**Brief:** Below are the records; output them exactly from the first line through the line with "pub(crate) fn confidence_threshold(configured: Option<f32>)", stopping there.
*** Opening Material shown ***
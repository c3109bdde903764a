#![cfg(feature = "backend-tract")]

use std::path::Path;

use anyhow::{anyhow, Context, Result};
use tract_onnx::prelude::*;

use crate::detect::backend::DetectorBackend;
use crate::detect::result::{LabelScore, RawDetection};
use crate::frame::Frame;
use crate::geometry::NormalizedRect;
use crate::labels::COCO_CLASS_NAMES;

const DEFAULT_CONFIDENCE: f32 = 0.25;
const DEFAULT_IOU: f32 = 0.45;
const MAX_LABELS_PER_DETECTION: usize = 3;

/// Per-label threshold for a configured minimum confidence.
pub(crate) fn confidence_threshold(configured: Option<f32>) -> f32 {
    configured.unwrap_or(DEFAULT_CONFIDENCE)
}

/// Class names for a model: `<model>.names` (one per line) when present,
/// otherwise the COCO table.
pub fn class_names_for(model_path: &Path) -> Result<Vec<String>> {
    let names_path = model_path.with_extension("names");
    if !names_path.exists() {
        return Ok(COCO_CLASS_NAMES.iter().map(|s| s.to_string()).collect());
    }
    let raw = std::fs::read_to_string(&names_path)
        .with_context(|| format!("failed to read class names {}", names_path.display()))?;
    Ok(raw
        .lines()
        .map(str::trim)
        .filter(|line| !line.is_empty())
        .map(str::to_string)
        .collect())
}

/// Tract-based backend for YOLO-style ONNX object detectors.
///
/// The model takes a `1x3xHxW` f32 RGB tensor in `[0, 1]` and produces a
/// `1xNxK` tensor where each row is `cx, cy, w, h` in input pixels followed by
/// either `C` class scores or an objectness score and `C` class scores.
pub struct TractBackend {
    model: SimplePlan<TypedFact, Box<dyn TypedOp>>,
    class_names: Vec<String>,
    width: u32,
    height: u32,
    confidence_threshold: f32,
    iou_threshold: f32,
}

impl TractBackend {
    /// Load an ONNX model from disk and prepare it for inference.
    pub fn new<P: AsRef<Path>>(
        model_path: P,
        class_names: Vec<String>,
        width: u32,
        height: u32,
    ) -> Result<Self> {
        let model_path = model_path.as_ref();
        if class_names.is_empty() {
            return Err(anyhow!("detector class table is empty"));
        }
        let model = tract_onnx::onnx()
            .model_for_path(model_path)
            .with_context(|| format!("failed to load ONNX model from {}", model_path.display()))?
            .with_input_fact(
                0,
                InferenceFact::dt_shape(
                    f32::datum_type(),
                    tvec!(1, 3, height as usize, width as usize),
                ),
            )
            .context("failed to set input fact")?
            .into_optimized()
            .context("failed to optimize ONNX model")?
            .into_runnable()
            .context("failed to build runnable ONNX model")?;

        Ok(Self {
            model,
            class_names,
            width,
            height,
            confidence_threshold: DEFAULT_CONFIDENCE,
            iou_threshold: DEFAULT_IOU,
        })
    }

    /// Override the default confidence threshold.
    pub fn with_threshold(mut self, threshold: f32) -> Self {
        self.confidence_threshold = threshold;
        self
    }

    fn build_input(&self, frame: &Frame) -> Result<Tensor> {
        if frame.width != self.width || frame.height != self.height {
            return Err(anyhow!(
                "frame size {}x{} does not match model input {}x{}",
                frame.width,
                frame.height,
                self.width,
                self.height
            ));
        }

        let pixels = frame.pixels();
        if pixels.len() != frame.expected_rgb_len() {
            return Err(anyhow!(
                "expected {} RGB bytes, received {}",
                frame.expected_rgb_len(),
                pixels.len()
            ));
        }

        let width = frame.width as usize;
        let input = tract_ndarray::Array4::from_shape_fn(
            (1, 3, frame.height as usize, width),
            |(_, channel, y, x)| {
                let idx = (y * width + x) * 3 + channel;
                pixels[idx] as f32 / 255.0
            },
        );

        Ok(input.into_tensor())
    }

    fn decode(&self, outputs: TVec<TValue>) -> Result<Vec<Candidate>> {
        let output = outputs
            .first()
            .ok_or_else(|| anyhow!("model produced no outputs"))?;
        let view = output
            .to_array_view::<f32>()
            .context("model output tensor was not f32")?;
        let shape = view.shape().to_vec();
        if shape.len() != 3 || shape[0] != 1 {
            return Err(anyhow!("unexpected detector output shape {:?}", shape));
        }

        let classes = self.class_names.len();
        let row_len = shape[2];
        let has_objectness = match row_len.checked_sub(4) {
            Some(n) if n == classes => false,
            Some(n) if n == classes + 1 => true,
            _ => {
                return Err(anyhow!(
                    "detector row length {} does not fit {} classes",
                    row_len,
                    classes
                ))
            }
        };
        let rows = view
            .into_shape((shape[1], row_len))
            .context("failed to reshape detector output")?;

        let (w, h) = (self.width as f32, self.height as f32);
        let mut candidates = Vec::new();
        for row in rows.outer_iter() {
            let objectness = if has_objectness { row[4] } else { 1.0 };
            let first_class = if has_objectness { 5 } else { 4 };

            let mut labels: Vec<LabelScore> = (0..classes)
                .map(|class| LabelScore {
                    label: self.class_names[class].clone(),
                    confidence: row[first_class + class] * objectness,
                })
                .filter(|score| score.confidence >= self.confidence_threshold)
                .collect();
            if labels.is_empty() {
                continue;
            }
            labels.sort_by(|a, b| b.confidence.total_cmp(&a.confidence));
            labels.truncate(MAX_LABELS_PER_DETECTION);

            let Some(bbox) = row_bbox([row[0], row[1], row[2], row[3]], w, h) else {
                log::debug!("skipping detector row with non-finite box");
                continue;
            };
            candidates.push(Candidate { labels, bbox });
        }
        Ok(candidates)
    }
}

/// Convert a `cx, cy, w, h` pixel row to a bottom-left-origin unit box.
///
/// `None` when any coordinate is not finite.
fn row_bbox(coords: [f32; 4], w: f32, h: f32) -> Option<NormalizedRect> {
    if coords.iter().any(|v| !v.is_finite()) {
        return None;
    }
    let [cx, cy, bw, bh] = coords;
    let left = ((cx - bw / 2.0) / w).clamp(0.0, 1.0);
    let top = ((cy - bh / 2.0) / h).clamp(0.0, 1.0);
    let width = (bw / w).clamp(0.0, 1.0 - left);
    let height = (bh / h).clamp(0.0, 1.0 - top);
    Some(NormalizedRect::new(left, 1.0 - top - height, width, height))
}

struct Candidate {
    labels: Vec<LabelScore>,
    bbox: NormalizedRect,
}

impl Candidate {
    fn top(&self) -> &LabelScore {
        &self.labels[0]
    }
}

fn iou(a: &NormalizedRect, b: &NormalizedRect) -> f32 {
    let x1 = a.x.max(b.x);
    let y1 = a.y.max(b.y);
    let x2 = (a.x + a.width).min(b.x + b.width);
    let y2 = (a.y + a.height).min(b.y + b.height);
    let inter = (x2 - x1).max(0.0) * (y2 - y1).max(0.0);
    let union = a.width * a.height + b.width * b.height - inter;
    if union <= 0.0 {
        0.0
    } else {
        inter / union
    }
}

/// Greedy per-class non-maximum suppression.
fn suppress(mut candidates: Vec<Candidate>, iou_threshold: f32) -> Vec<Candidate> {
    candidates.sort_by(|a, b| b.top().confidence.total_cmp(&a.top().confidence));
    let mut kept: Vec<Candidate> = Vec::new();
    for candidate in candidates {
        let overlaps = kept.iter().any(|k| {
            k.top().label == candidate.top().label && iou(&k.bbox, &candidate.bbox) > iou_threshold
        });
        if !overlaps {
            kept.push(candidate);
        }
    }
    kept
}

impl DetectorBackend for TractBackend {
    fn name(&self) -> &'static str {
        "tract"
    }

    fn detect(&mut self, frame: &Frame) -> Result<Vec<RawDetection>> {
        let input = self.build_input(frame)?;
        let outputs = self
            .model
            .run(tvec!(input.into()))
            .context("ONNX inference failed")?;
        let candidates = self.decode(outputs)?;
        Ok(suppress(candidates, self.iou_threshold)
            .into_iter()
            .map(|c| RawDetection {
                labels: c.labels,
                bbox: c.bbox,
            })
            .collect())
    }

    fn warm_up(&mut self) -> Result<()> {
        let blank = Frame::new(
            vec![0u8; (self.width as usize) * (self.height as usize) * 3],
            self.width,
            self.height,
            0,
        );
        self.detect(&blank).map(|_| ())
    }
}

#[cfg(test)]
mod tests {
    use super::*;

    fn candidate(label: &str, confidence: f32, bbox: NormalizedRect) -> Candidate {
        Candidate {
            labels: vec![LabelScore {
                label: label.to_string(),
                confidence,
            }],
            bbox,
        }
    }

    #[test]
    fn suppression_keeps_best_box_per_class() {
        let a = candidate("laptop", 0.9, NormalizedRect::new(0.1, 0.1, 0.3, 0.3));
        let b = candidate("laptop", 0.6, NormalizedRect::new(0.12, 0.1, 0.3, 0.3));
        let c = candidate("mouse", 0.5, NormalizedRect::new(0.12, 0.1, 0.3, 0.3));
        let kept = suppress(vec![b, a, c], DEFAULT_IOU);
        assert_eq!(kept.len(), 2);
        assert_eq!(kept[0].top().confidence, 0.9);
        assert_eq!(kept[1].top().label, "mouse");
    }

    #[test]
    fn coco_table_spells_household_devices_like_the_allow_list() {
        use crate::labels::{canonicalize, DeviceCategory};
        let recognized = COCO_CLASS_NAMES
            .iter()
            .filter(|name| DeviceCategory::from_canonical(canonicalize(name)).is_some())
            .count();
        assert_eq!(recognized, DeviceCategory::ALL.len());
    }

    #[test]
    fn configured_confidence_replaces_default_threshold() {
        assert_eq!(confidence_threshold(None), DEFAULT_CONFIDENCE);
        assert_eq!(confidence_threshold(Some(0.1)), 0.1);
        assert_eq!(confidence_threshold(Some(0.6)), 0.6);
    }

    #[test]
    fn rows_map_to_bottom_left_unit_boxes() {
        let bbox = row_bbox([320.0, 120.0, 128.0, 96.0], 640.0, 480.0).unwrap();
        assert!((bbox.x - 0.4).abs() < 1e-6);
        assert!((bbox.width - 0.2).abs() < 1e-6);
        assert!((bbox.height - 0.2).abs() < 1e-6);
        // top edge at 72px from the top of a 480px frame
        assert!((bbox.y - (1.0 - 0.15 - 0.2)).abs() < 1e-6);
    }

    #[test]
    fn non_finite_rows_are_skipped() {
        assert_eq!(row_bbox([f32::NAN, 10.0, 5.0, 5.0], 640.0, 480.0), None);
        assert_eq!(row_bbox([10.0, 10.0, f32::INFINITY, 5.0], 640.0, 480.0), None);
        assert_eq!(row_bbox([10.0, 10.0, 5.0, f32::NEG_INFINITY], 640.0, 480.0), None);
    }

    #[test]
    fn iou_of_disjoint_boxes_is_zero() {
        let a = NormalizedRect::new(0.0, 0.0, 0.1, 0.1);
        let b = NormalizedRect::new(0.5, 0.5, 0.1, 0.1);
        assert_eq!(iou(&a, &b), 0.0);
        assert!((iou(&a, &a) - 1.0).abs() < 1e-6);
    }
}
*** Closing Material shown ***
**Answer section:**
repository c3109bdde903764a
#![cfg(feature = "backend-tract")]

use std::path::Path;

use anyhow::{anyhow, Context, Result};
use tract_onnx::prelude::*;

use crate::detect::backend::DetectorBackend;
use crate::detect::result::{LabelScore, RawDetection};
use crate::frame::Frame;
use crate::geometry::NormalizedRect;
use crate::labels::COCO_CLASS_NAMES;

const DEFAULT_CONFIDENCE: f32 = 0.25;
const DEFAULT_IOU: f32 = 0.45;
const MAX_LABELS_PER_DETECTION: usize = 3;

/// Per-label threshold for a configured minimum confidence.
pub(crate) fn confidence_threshold(configured: Option<f32>) -> f32 {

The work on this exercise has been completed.